20 Things That Took Me 50 Years to Learn
by Dave Barry

  1. Never under any circumstances take a sleeping pill and a laxative on the same night.

  2. If you had to identify, in one word, the reason why the human race has not achieved, and never will achieve, its full potential, that word would be “meetings.”

  3. There is a very fine line between “hobby” and “mental illness.”

  4. People who want to share their religious views with you almost never want you to share yours with them.

  5. And when God, who created the entire universe with all of its glories, decides to deliver a message to humanity, He WILL NOT use, as His messenger, a person on cable TV with a bad hairstyle.

  6. You should not confuse your career with your life.

  7. No matter what happens, somebody will find a way to take it too seriously.

  8. When trouble arises and things look bad, there is always one individual who perceives a solution and is willing to take command. Very often, that individual is crazy.

  9. Nobody cares if you can’t dance well. Just get up and dance.

  10. Never lick a steak knife.

  11. Take out the fortune before you eat the cookie.

  12. The most powerful force in the universe is gossip.

  13. You will never find anybody who can give you a clear and compelling reason why we observe daylight savings time.

  14. You should never say anything to a woman that even remotely suggests that you think she’s pregnant unless you can see an actual baby emerging from her at that moment.

  15. There comes a time when you should stop expecting other people to make a big deal about your birthday. That time is age eleven.
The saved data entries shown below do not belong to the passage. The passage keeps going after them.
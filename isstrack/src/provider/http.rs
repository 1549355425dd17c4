//! HTTP client abstraction for testability

use std::time::Duration;

use super::{BoxFuture, SourceError};

/// Default timeout for upstream requests in seconds.
pub const DEFAULT_TIMEOUT_SECS: u64 = 10;

/// Trait for asynchronous HTTP client operations.
///
/// This abstraction allows for dependency injection and easier testing
/// by enabling mock HTTP clients in tests.
pub trait AsyncHttpClient: Send + Sync {
    /// Performs an HTTP GET request.
    ///
    /// # Arguments
    ///
    /// * `url` - The URL to request
    ///
    /// # Returns
    ///
    /// The response body as bytes, or `UpstreamUnavailable` on network
    /// failure, timeout, or a non-2xx status.
    fn get<'a>(&'a self, url: &'a str) -> BoxFuture<'a, Result<Vec<u8>, SourceError>>;
}

/// Real HTTP client implementation using reqwest.
#[derive(Debug, Clone)]
pub struct ReqwestClient {
    client: reqwest::Client,
}

impl ReqwestClient {
    /// Creates a new ReqwestClient with default configuration.
    pub fn new() -> Result<Self, SourceError> {
        Self::with_timeout(DEFAULT_TIMEOUT_SECS)
    }

    /// Creates a new ReqwestClient with custom timeout.
    pub fn with_timeout(timeout_secs: u64) -> Result<Self, SourceError> {
        // Nominatim rejects requests without an identifying user agent.
        let client = reqwest::Client::builder()
            .timeout(Duration::from_secs(timeout_secs))
            .user_agent(concat!("isstrack/", env!("CARGO_PKG_VERSION")))
            .build()
            .map_err(|e| {
                SourceError::UpstreamUnavailable(format!("Failed to create HTTP client: {}", e))
            })?;

        Ok(Self { client })
    }
}

impl AsyncHttpClient for ReqwestClient {
    fn get<'a>(&'a self, url: &'a str) -> BoxFuture<'a, Result<Vec<u8>, SourceError>> {
        Box::pin(async move {
            let response = self.client.get(url).send().await.map_err(|e| {
                SourceError::UpstreamUnavailable(format!("Request failed: {}", e))
            })?;

            // Check HTTP status
            if !response.status().is_success() {
                return Err(SourceError::UpstreamUnavailable(format!(
                    "HTTP {} from {}",
                    response.status(),
                    url
                )));
            }

            response.bytes().await.map(|b| b.to_vec()).map_err(|e| {
                SourceError::UpstreamUnavailable(format!("Failed to read response: {}", e))
            })
        })
    }
}
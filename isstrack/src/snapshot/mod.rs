//! The merged, point-in-time view handed to the view layer.
//!
//! A [`Snapshot`] is never mutated once published. Every change produces a new
//! snapshot via [`Snapshot::merge`], a pure function of the current snapshot
//! and one partial result:
//!
//! ```text
//! Snapshot(n) + SnapshotUpdate ──merge──► Snapshot(n+1)
//! ```
//!
//! Fields the update does not touch are copied unchanged, so data that was
//! already known is never lost. A failing source keeps its last-known-good
//! value and raises a [`SourceFault`] instead.

mod reducer;

pub use reducer::{MergePolicy, SnapshotUpdate, DEFAULT_PERSISTENT_FAILURE_THRESHOLD};

use std::collections::BTreeMap;
use std::fmt;

use crate::coord::Coordinate;
use crate::geocode::PlaceName;
use crate::pass::PassWindow;
use crate::position::PositionSample;

/// Which upstream a fault belongs to.
#[derive(Debug, Clone, Copy, PartialEq, Eq, PartialOrd, Ord, Hash)]
pub enum SourceKind {
    Position,
    Geocode,
    Pass,
}

impl fmt::Display for SourceKind {
    fn fmt(&self, f: &mut fmt::Formatter<'_>) -> fmt::Result {
        match self {
            Self::Position => write!(f, "position"),
            Self::Geocode => write!(f, "geocode"),
            Self::Pass => write!(f, "pass"),
        }
    }
}

/// How the UI should treat a fault.
#[derive(Debug, Clone, Copy, PartialEq, Eq)]
pub enum FaultSeverity {
    /// A one-off blip; the next tick will likely recover.
    Transient,
    /// Repeated consecutive failures; show a sticky error state.
    Persistent,
}

/// A failure flag raised for one source.
#[derive(Debug, Clone, PartialEq, Eq)]
pub struct SourceFault {
    pub source: SourceKind,
    pub message: String,
    pub consecutive_failures: u32,
    pub severity: FaultSeverity,
}

/// Progress of the pass lookup for the current observer.
#[derive(Debug, Clone, Copy, PartialEq, Eq, Default)]
pub enum PassStatus {
    /// Lookup in flight (or no observer yet).
    #[default]
    Pending,
    /// A pass window is known.
    Scheduled,
    /// The provider has nothing scheduled.
    NoneScheduled,
    /// The lookup failed and no window is known.
    Unavailable,
}

/// Coarse health of the position stream, derived from the snapshot.
#[derive(Debug, Clone, Copy, PartialEq, Eq)]
pub enum PositionStatus {
    /// No sample and no failure yet.
    Awaiting,
    /// The latest tick succeeded.
    Live,
    /// Recent ticks failed; showing the last known position.
    Degraded,
    /// Failures have persisted past the threshold.
    Lost,
}

/// Merged view of all tracked data.
#[derive(Debug, Clone, PartialEq)]
pub struct Snapshot {
    /// Incremented on every merge.
    pub revision: u64,
    /// Observer the place name and pass belong to.
    pub observer: Option<Coordinate>,
    /// Latest applied position sample.
    pub position: Option<PositionSample>,
    /// Observer place name; default until resolved.
    pub place: PlaceName,
    /// Next pass over the observer.
    pub pass: Option<PassWindow>,
    pub pass_status: PassStatus,
    /// At most one fault per source.
    pub errors: BTreeMap<SourceKind, SourceFault>,
}

impl Default for Snapshot {
    fn default() -> Self {
        Self {
            revision: 0,
            observer: None,
            position: None,
            place: PlaceName::default(),
            pass: None,
            pass_status: PassStatus::Pending,
            errors: BTreeMap::new(),
        }
    }
}

impl Snapshot {
    /// The fault currently raised for `source`, if any.
    pub fn error(&self, source: SourceKind) -> Option<&SourceFault> {
        self.errors.get(&source)
    }

    /// True if the position flag is raised.
    pub fn has_position_error(&self) -> bool {
        self.errors.contains_key(&SourceKind::Position)
    }

    /// True if any fault is persistent.
    pub fn has_persistent_error(&self) -> bool {
        self.errors
            .values()
            .any(|fault| fault.severity == FaultSeverity::Persistent)
    }

    pub fn position_status(&self) -> PositionStatus {
        match self.error(SourceKind::Position) {
            Some(fault) if fault.severity == FaultSeverity::Persistent => PositionStatus::Lost,
            Some(_) => PositionStatus::Degraded,
            None if self.position.is_some() => PositionStatus::Live,
            None => PositionStatus::Awaiting,
        }
    }
}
  16. The one thing that unites all human beings, regardless of age, gender, religion, economic status or ethnic background, is that, deep down inside, we ALL believe that we are above average drivers.
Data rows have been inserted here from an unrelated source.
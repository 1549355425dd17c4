//! Human-readable formatting of snapshot data.
//!
//! Everything here is pure; the CLI and any other front end share it.

use chrono::{DateTime, Local, TimeZone, Utc};

use crate::coord::Coordinate;
use crate::pass::PassWindow;
use crate::snapshot::{PassStatus, PositionStatus, Snapshot, SourceKind};

/// Format a coordinate with hemisphere letters, e.g. `51.50° N, 0.12° W`.
pub fn format_hemisphere(coordinate: Coordinate) -> String {
    let ns = if coordinate.lat() >= 0.0 { 'N' } else { 'S' };
    let ew = if coordinate.lng() >= 0.0 { 'E' } else { 'W' };
    format!(
        "{:.2}° {}, {:.2}° {}",
        coordinate.lat().abs(),
        ns,
        coordinate.lng().abs(),
        ew
    )
}

/// Signed observer coordinate at four decimals.
pub fn format_observer(coordinate: Coordinate) -> String {
    format!("{:.4}°, {:.4}°", coordinate.lat(), coordinate.lng())
}

/// Pass duration in whole minutes, rounded half up.
pub fn duration_minutes(duration_seconds: u32) -> u32 {
    duration_seconds.saturating_add(30) / 60
}

/// Rise time in `tz`, e.g. `Nov 14, 10:13 PM`.
pub fn format_rise_time_in<Tz>(rise_time: DateTime<Utc>, tz: &Tz) -> String
where
    Tz: TimeZone,
    Tz::Offset: std::fmt::Display,
{
    rise_time.with_timezone(tz).format("%b %-d, %I:%M %p").to_string()
}

/// Rise time in the local time zone.
pub fn format_rise_time(rise_time: DateTime<Utc>) -> String {
    format_rise_time_in(rise_time, &Local)
}

/// One-line description of the next pass.
pub fn describe_pass(pass: &PassWindow) -> String {
    format!(
        "{}, visible for ~{} minutes",
        format_rise_time(pass.rise_time),
        duration_minutes(pass.duration_seconds)
    )
}

/// Status text for the pass panel.
pub fn pass_line(snapshot: &Snapshot) -> String {
    match (snapshot.pass_status, &snapshot.pass) {
        (_, Some(pass)) => describe_pass(pass),
        (PassStatus::Pending, None) => "Calculating next pass...".to_string(),
        (PassStatus::NoneScheduled, None) => "No upcoming passes found".to_string(),
        (PassStatus::Unavailable, None) | (PassStatus::Scheduled, None) => {
            "Pass prediction unavailable".to_string()
        }
    }
}

/// Status text for the position panel.
pub fn position_line(snapshot: &Snapshot) -> String {
    let status = snapshot.position_status();
    let position = snapshot
        .position
        .map(|sample| format_hemisphere(sample.coordinate));

    match (status, position) {
        (PositionStatus::Awaiting, _) => "Waiting for first position...".to_string(),
        (PositionStatus::Live, Some(text)) => text,
        (PositionStatus::Degraded, Some(text)) => format!("{} (stale)", text),
        (PositionStatus::Lost, Some(text)) => format!("{} (connection lost)", text),
        (PositionStatus::Lost, None) => "Position unavailable".to_string(),
        (_, None) => "Position unavailable".to_string(),
    }
}

/// Every raised fault, one per line.
pub fn error_lines(snapshot: &Snapshot) -> Vec<String> {
    snapshot
        .errors
        .values()
        .map(|fault| {
            let label = match fault.source {
                SourceKind::Position => "position",
                SourceKind::Geocode => "place name",
                SourceKind::Pass => "pass prediction",
            };
            format!(
                "{} failed ({}x, {:?}): {}",
                label, fault.consecutive_failures, fault.severity, fault.message
            )
        })
        .collect()
}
  17. The main accomplishment of almost all organized protests is to annoy people who are not in them.

  18. A person who is nice to you but rude to the waiter is not a nice person.

  19. Your friends and family love you anyway.
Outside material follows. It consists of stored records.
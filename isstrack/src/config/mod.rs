//! INI configuration file.
//!
//! The configuration lives at `~/.isstrack/config.ini` by default. A missing
//! file yields [`ConfigFile::default`]; keys absent from a present file keep
//! their defaults.
//!
//! ```ini
//! [endpoints]
//! position_url = https://api.wheretheiss.at/v1/satellites
//! satellite_id = 25544
//! geocode_url = https://nominatim.openstreetmap.org/reverse
//! pass_url = https://iss-pass.herokuapp.com/json/
//!
//! [tracking]
//! poll_interval_ms = 5000
//! request_timeout_secs = 10
//! persistent_failure_threshold = 3
//!
//! [observer]
//! latitude = 40.7128
//! longitude = -74.0060
//!
//! [camera]
//! fly_duration_ms = 2000
//! zoom = 3
//!
//! [logging]
//! level = info
//! file = /tmp/isstrack.log
//! ```

mod error;

pub use error::ConfigError;

use std::path::{Path, PathBuf};
use std::str::FromStr;
use std::time::Duration;

use ini::{Ini, Properties};

use crate::coord::Coordinate;
use crate::geocode::DEFAULT_GEOCODE_URL;
use crate::pass::DEFAULT_PASS_URL;
use crate::position::{DEFAULT_POSITION_URL, ISS_NORAD_ID};
use crate::provider::DEFAULT_TIMEOUT_SECS;
use crate::snapshot::DEFAULT_PERSISTENT_FAILURE_THRESHOLD;

/// Default position poll interval in milliseconds.
pub const DEFAULT_POLL_INTERVAL_MS: u64 = 5000;

/// Default camera fly-to duration in milliseconds.
pub const DEFAULT_FLY_DURATION_MS: u64 = 2000;

/// Default map zoom for camera moves.
pub const DEFAULT_CAMERA_ZOOM: u8 = 3;

/// Default observer: New York City, used when no location is configured.
pub const DEFAULT_OBSERVER: (f64, f64) = (40.7128, -74.0060);

/// Upstream endpoint settings.
#[derive(Debug, Clone, PartialEq)]
pub struct EndpointConfig {
    pub position_url: String,
    pub satellite_id: u32,
    pub geocode_url: String,
    pub pass_url: String,
}

impl Default for EndpointConfig {
    fn default() -> Self {
        Self {
            position_url: DEFAULT_POSITION_URL.to_string(),
            satellite_id: ISS_NORAD_ID,
            geocode_url: DEFAULT_GEOCODE_URL.to_string(),
            pass_url: DEFAULT_PASS_URL.to_string(),
        }
    }
}

/// Poll cadence and failure handling.
#[derive(Debug, Clone, PartialEq)]
pub struct TrackingConfig {
    pub poll_interval: Duration,
    pub request_timeout_secs: u64,
    pub persistent_failure_threshold: u32,
}

impl Default for TrackingConfig {
    fn default() -> Self {
        Self {
            poll_interval: Duration::from_millis(DEFAULT_POLL_INTERVAL_MS),
            request_timeout_secs: DEFAULT_TIMEOUT_SECS,
            persistent_failure_threshold: DEFAULT_PERSISTENT_FAILURE_THRESHOLD,
        }
    }
}

/// Observer location.
#[derive(Debug, Clone, PartialEq)]
pub struct ObserverConfig {
    pub latitude: f64,
    pub longitude: f64,
}

impl Default for ObserverConfig {
    fn default() -> Self {
        Self {
            latitude: DEFAULT_OBSERVER.0,
            longitude: DEFAULT_OBSERVER.1,
        }
    }
}

impl ObserverConfig {
    /// The observer as a validated coordinate.
    pub fn coordinate(&self) -> Result<Coordinate, ConfigError> {
        Coordinate::new(self.latitude, self.longitude).map_err(ConfigError::InvalidObserver)
    }
}

/// Camera instruction settings.
#[derive(Debug, Clone, PartialEq)]
pub struct CameraConfig {
    pub fly_duration: Duration,
    pub zoom: u8,
}

impl Default for CameraConfig {
    fn default() -> Self {
        Self {
            fly_duration: Duration::from_millis(DEFAULT_FLY_DURATION_MS),
            zoom: DEFAULT_CAMERA_ZOOM,
        }
    }
}

/// Log output settings.
#[derive(Debug, Clone, PartialEq)]
pub struct LoggingConfig {
    /// Default filter directive, overridden by `RUST_LOG`.
    pub level: String,
    /// Optional log file; stderr only when absent.
    pub file: Option<PathBuf>,
}

impl Default for LoggingConfig {
    fn default() -> Self {
        Self {
            level: "info".to_string(),
            file: None,
        }
    }
}

/// The complete configuration file.
#[derive(Debug, Clone, Default, PartialEq)]
pub struct ConfigFile {
    pub endpoints: EndpointConfig,
    pub tracking: TrackingConfig,
    pub observer: ObserverConfig,
    pub camera: CameraConfig,
    pub logging: LoggingConfig,
}

impl ConfigFile {
    /// Default configuration path (`~/.isstrack/config.ini`).
    pub fn default_path() -> Option<PathBuf> {
        dirs::home_dir().map(|home| home.join(".isstrack").join("config.ini"))
    }

    /// Load from the default path, falling back to defaults.
    pub fn load_default() -> Result<Self, ConfigError> {
        match Self::default_path() {
            Some(path) => Self::load(&path),
            None => Ok(Self::default()),
        }
    }

    /// Load from `path`. A missing file yields the defaults.
    pub fn load(path: &Path) -> Result<Self, ConfigError> {
        if !path.exists() {
            return Ok(Self::default());
        }
        let ini = Ini::load_from_file(path).map_err(|e| ConfigError::Load {
            path: path.to_path_buf(),
            reason: e.to_string(),
        })?;
        Self::from_ini(&ini)
    }

    /// Parse from INI text.
    pub fn parse(text: &str) -> Result<Self, ConfigError> {
        let ini = Ini::load_from_str(text).map_err(|e| ConfigError::Load {
            path: PathBuf::from("<string>"),
            reason: e.to_string(),
        })?;
        Self::from_ini(&ini)
    }

    fn from_ini(ini: &Ini) -> Result<Self, ConfigError> {
        let mut config = Self::default();

        if let Some(section) = ini.section(Some("endpoints")) {
            let endpoints = &mut config.endpoints;
            if let Some(v) = section.get("position_url") {
                endpoints.position_url = v.to_string();
            }
            if let Some(v) = parse_key(section, "endpoints", "satellite_id")? {
                endpoints.satellite_id = v;
            }
            if let Some(v) = section.get("geocode_url") {
                endpoints.geocode_url = v.to_string();
            }
            if let Some(v) = section.get("pass_url") {
                endpoints.pass_url = v.to_string();
            }
        }

        if let Some(section) = ini.section(Some("tracking")) {
            let tracking = &mut config.tracking;
            if let Some(ms) = parse_key::<u64>(section, "tracking", "poll_interval_ms")? {
                if ms == 0 {
                    return Err(ConfigError::InvalidValue {
                        section: "tracking".to_string(),
                        key: "poll_interval_ms".to_string(),
                        value: ms.to_string(),
                    });
                }
                tracking.poll_interval = Duration::from_millis(ms);
            }
            if let Some(v) = parse_key(section, "tracking", "request_timeout_secs")? {
                tracking.request_timeout_secs = v;
            }
            if let Some(v) = parse_key(section, "tracking", "persistent_failure_threshold")? {
                tracking.persistent_failure_threshold = v;
            }
        }

        if let Some(section) = ini.section(Some("observer")) {
            if let Some(v) = parse_key(section, "observer", "latitude")? {
                config.observer.latitude = v;
            }
            if let Some(v) = parse_key(section, "observer", "longitude")? {
                config.observer.longitude = v;
            }
            config.observer.coordinate()?;
        }

        if let Some(section) = ini.section(Some("camera")) {
            if let Some(ms) = parse_key::<u64>(section, "camera", "fly_duration_ms")? {
                config.camera.fly_duration = Duration::from_millis(ms);
            }
            if let Some(v) = parse_key(section, "camera", "zoom")? {
                config.camera.zoom = v;
            }
        }

        if let Some(section) = ini.section(Some("logging")) {
            if let Some(v) = section.get("level") {
                config.logging.level = v.to_string();
            }
            if let Some(v) = section.get("file").filter(|v| !v.trim().is_empty()) {
                config.logging.file = Some(PathBuf::from(v));
            }
        }

        Ok(config)
    }

    /// Render as INI.
    pub fn to_ini(&self) -> Ini {
        let mut ini = Ini::new();
        ini.with_section(Some("endpoints"))
            .set("position_url", self.endpoints.position_url.as_str())
            .set("satellite_id", self.endpoints.satellite_id.to_string())
            .set("geocode_url", self.endpoints.geocode_url.as_str())
            .set("pass_url", self.endpoints.pass_url.as_str());
        ini.with_section(Some("tracking"))
            .set(
                "poll_interval_ms",
                self.tracking.poll_interval.as_millis().to_string(),
            )
            .set(
                "request_timeout_secs",
                self.tracking.request_timeout_secs.to_string(),
            )
            .set(
                "persistent_failure_threshold",
                self.tracking.persistent_failure_threshold.to_string(),
            );
        ini.with_section(Some("observer"))
            .set("latitude", self.observer.latitude.to_string())
            .set("longitude", self.observer.longitude.to_string());
        ini.with_section(Some("camera"))
            .set(
                "fly_duration_ms",
                self.camera.fly_duration.as_millis().to_string(),
            )
            .set("zoom", self.camera.zoom.to_string());
        let mut logging = ini.with_section(Some("logging"));
        logging.set("level", self.logging.level.as_str());
        if let Some(file) = &self.logging.file {
            logging.set("file", file.to_string_lossy().to_string());
        }
        ini
    }

    /// Write to `path`, creating parent directories.
    pub fn save(&self, path: &Path) -> Result<(), ConfigError> {
        if let Some(parent) = path.parent() {
            std::fs::create_dir_all(parent)?;
        }
        self.to_ini().write_to_file(path)?;
        Ok(())
    }
}

fn parse_key<T: FromStr>(
    section: &Properties,
    section_name: &str,
    key: &str,
) -> Result<Option<T>, ConfigError> {
    match section.get(key) {
        None => Ok(None),
        Some(raw) => raw
            .trim()
            .parse::<T>()
            .map(Some)
            .map_err(|_| ConfigError::InvalidValue {
                section: section_name.to_string(),
                key: key.to_string(),
                value: raw.to_string(),
            }),
    }
}

#[cfg(test)]
mod tests {
    use super::*;

    #[test]
    fn test_defaults() {
        let config = ConfigFile::default();
        assert_eq!(config.tracking.poll_interval, Duration::from_secs(5));
        assert_eq!(config.tracking.persistent_failure_threshold, 3);
        assert_eq!(config.camera.fly_duration, Duration::from_secs(2));
        assert_eq!(config.camera.zoom, 3);
        assert_eq!(config.endpoints.satellite_id, 25544);
        let observer = config.observer.coordinate().unwrap();
        assert_eq!(observer.lat(), 40.7128);
        assert_eq!(observer.lng(), -74.0060);
    }

    #[test]
    fn test_parse_overrides() {
        let config = ConfigFile::parse(
            "[tracking]\npoll_interval_ms = 1000\n\n[observer]\nlatitude = 51.5\nlongitude = -0.12\n\n[logging]\nlevel = debug\n",
        )
        .unwrap();

        assert_eq!(config.tracking.poll_interval, Duration::from_secs(1));
        assert_eq!(config.tracking.request_timeout_secs, DEFAULT_TIMEOUT_SECS);
        assert_eq!(config.observer.latitude, 51.5);
        assert_eq!(config.logging.level, "debug");
        assert!(config.logging.file.is_none());
    }

    #[test]
    fn test_invalid_number() {
        let result = ConfigFile::parse("[tracking]\npoll_interval_ms = soon\n");
        assert!(matches!(result, Err(ConfigError::InvalidValue { .. })));
    }

    #[test]
    fn test_zero_poll_interval_rejected() {
        let result = ConfigFile::parse("[tracking]\npoll_interval_ms = 0\n");
        assert!(matches!(result, Err(ConfigError::InvalidValue { .. })));
    }

    #[test]
    fn test_invalid_observer() {
        let result = ConfigFile::parse("[observer]\nlatitude = 123\n");
        assert!(matches!(result, Err(ConfigError::InvalidObserver(_))));
    }

    #[test]
    fn test_missing_file_is_default() {
        let dir = tempfile::tempdir().unwrap();
        let config = ConfigFile::load(&dir.path().join("absent.ini")).unwrap();
        assert_eq!(config, ConfigFile::default());
    }

    #[test]
    fn test_save_and_load() {
        let dir = tempfile::tempdir().unwrap();
        let path = dir.path().join("nested").join("config.ini");

        let mut config = ConfigFile::default();
        config.camera.zoom = 5;
        config.logging.file = Some(PathBuf::from("/tmp/isstrack.log"));
        config.save(&path).unwrap();

        let loaded = ConfigFile::load(&path).unwrap();
        assert_eq!(loaded, config);
    }
}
  20. Never buy wallpaper if you have just smoked marijuana.

[quote]Miserere wrote:
18. A person who is nice to you but rude to the waiter is not a nice person.
[/quote]

So very, very true.

[quote]Miserere wrote:
20 Things That Took Me 50 Years to Learn
by Dave Barry

  1. Never under any circumstances take a sleeping pill and a laxative on the same night.

  2. You should never say anything to a woman that even remotely suggests that you think she’s pregnant unless you can see an actual baby emerging from her at that moment.

[/quote]

I didn’t even need to read the rest. Number one caused my co-workers to look at me because of the snort that came out! It’s a good thing my co-workers already know i’m nuts!

And as far as 14 is concerned, truer words have never been spoken.

Actually, #20 had me laughing our loud :smiley: I was imagining the scene at home, if my wife got back from a weekend away to find I had changed all the wallpaper…while high. Ha ha ha!

OK, so what other important lessons have the people on T-Nation learnt in life?

Mine would be: Never try to get out of a moving car when the open door is approaching a street sign.

Actually, #20 had me laughing our loud :smiley: I was imagining the scene at home, if my wife got back from a weekend away to find I had changed all the wallpaper…while high. Ha ha ha!

OK, so what other important lessons have the people on T-Nation learnt in life?

Mine would be: Never try to get out of a moving car when the open door is approaching a street sign.

every single one of these is brilliant.

[quote]Miserere wrote:
14. You should never say anything to a woman that even remotely suggests that you think she’s pregnant unless you can see an actual baby emerging from her at that moment.
[/quote]

This is by far one of my favorite things to do.

  1. never confuse the terms leeward and windward when aiming bodily functions.

  2. more often than not, there is an easier way, it just takes a lot more work to figure it out.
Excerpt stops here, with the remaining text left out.